Yeah, what he said. I'm closer to 50 than 40, and some of the languages I have worked with in the past are no longer in use, or at least not widespread use (then again, some of the software I developed is still being used 18 years later). I took some time out from development, in a business analyst role, and enjoyed that quite a lot, but not as much as I enjoy development, and after a few years I felt like I was kinda falling behind on the technology.
Having moved back into a development role, partly supporting old legacy stuff and partly doing new development in .net and C#, I am not convinced that I am happy *just* doing the .net work, and would love to have a good excuse to use python and other application or web frameworks. The more languages you learn, I believe, the easier it becomes to adapt to others. Or at least you get a better comprehension of their strengths and weaknesses.
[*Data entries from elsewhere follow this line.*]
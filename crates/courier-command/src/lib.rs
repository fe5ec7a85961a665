use clap::{Parser, Subcommand};
use serde_json::Value;
use std::time::Duration;
use thiserror::Error;

const DEFAULT_CONFIG_PATH: &str = "courier.yaml";

#[derive(Debug, Error)]
pub enum CommandError {
    #[error("request is not valid JSON: {0}")]
    InvalidRequest(#[from] serde_json::Error),
}

#[derive(Parser, Debug)]
#[command(version, about, long_about = None)]
pub struct Cli {
    #[command(subcommand)]
    pub command: Commands,
}

#[derive(Debug, Subcommand)]
pub enum Commands {
    #[command(name = "send")]
    #[command(about = "Send a command through the configured transport and print the reply")]
    Send {
        #[arg(long, short = 'c', default_value = DEFAULT_CONFIG_PATH)]
        #[arg(help = "Path to the config file example: ./courier.yaml")]
        config: String,

        #[arg(long, short = 'n')]
        name: String,

        #[arg(long, short = 'r', default_value = "null")]
        #[arg(help = "Request payload as JSON")]
        request: String,

        #[arg(long = "timeout-ms")]
        timeout_ms: Option<u64>,

        // fire and forget
        #[arg(long = "no-reply")]
        no_reply: bool,

        #[arg(long)]
        sign: bool,
    },

    #[command(name = "listen")]
    #[command(about = "Listen for a command name and echo every request back")]
    Listen {
        #[arg(long, short = 'c', default_value = DEFAULT_CONFIG_PATH)]
        config: String,

        #[arg(long, short = 'n')]
        name: String,
    },

    #[command(name = "keygen")]
    #[command(about = "Generate a key pair for a signature algorithm")]
    Keygen {
        #[arg(long, short = 'a', default_value = "Ed25519")]
        algorithm: String,
    },
}

impl Commands {
    /// Parsed `--request` payload of a `send` command, `Null` for the others.
    pub fn request(&self) -> Result<Value, CommandError> {
        match self {
            Commands::Send { request, .. } => Ok(serde_json::from_str(request)?),
            _ => Ok(Value::Null),
        }
    }

    pub fn timeout(&self) -> Option<Duration> {
        match self {
            Commands::Send { timeout_ms, .. } => timeout_ms.map(Duration::from_millis),
            _ => None,
        }
    }
}

pub fn parse() -> Cli {
    Cli::parse()
}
If you are having doubt whilst still so young, you are either not really a natural programmer, or you have become jaded from being in a rut too long. Maybe you need to look into some of the open source projects out there in internetland, some of the apps, libraries and, for example web application frameworks, inspire me endlessly (mostly wishing I could get my employers to pay attention to them as well).
Do what you enjoy, all the better if somebody else appreciates it and pays you for it, but try not to get trapped into just using one toolset or language. Go for variety and always try to learn new ones when you can.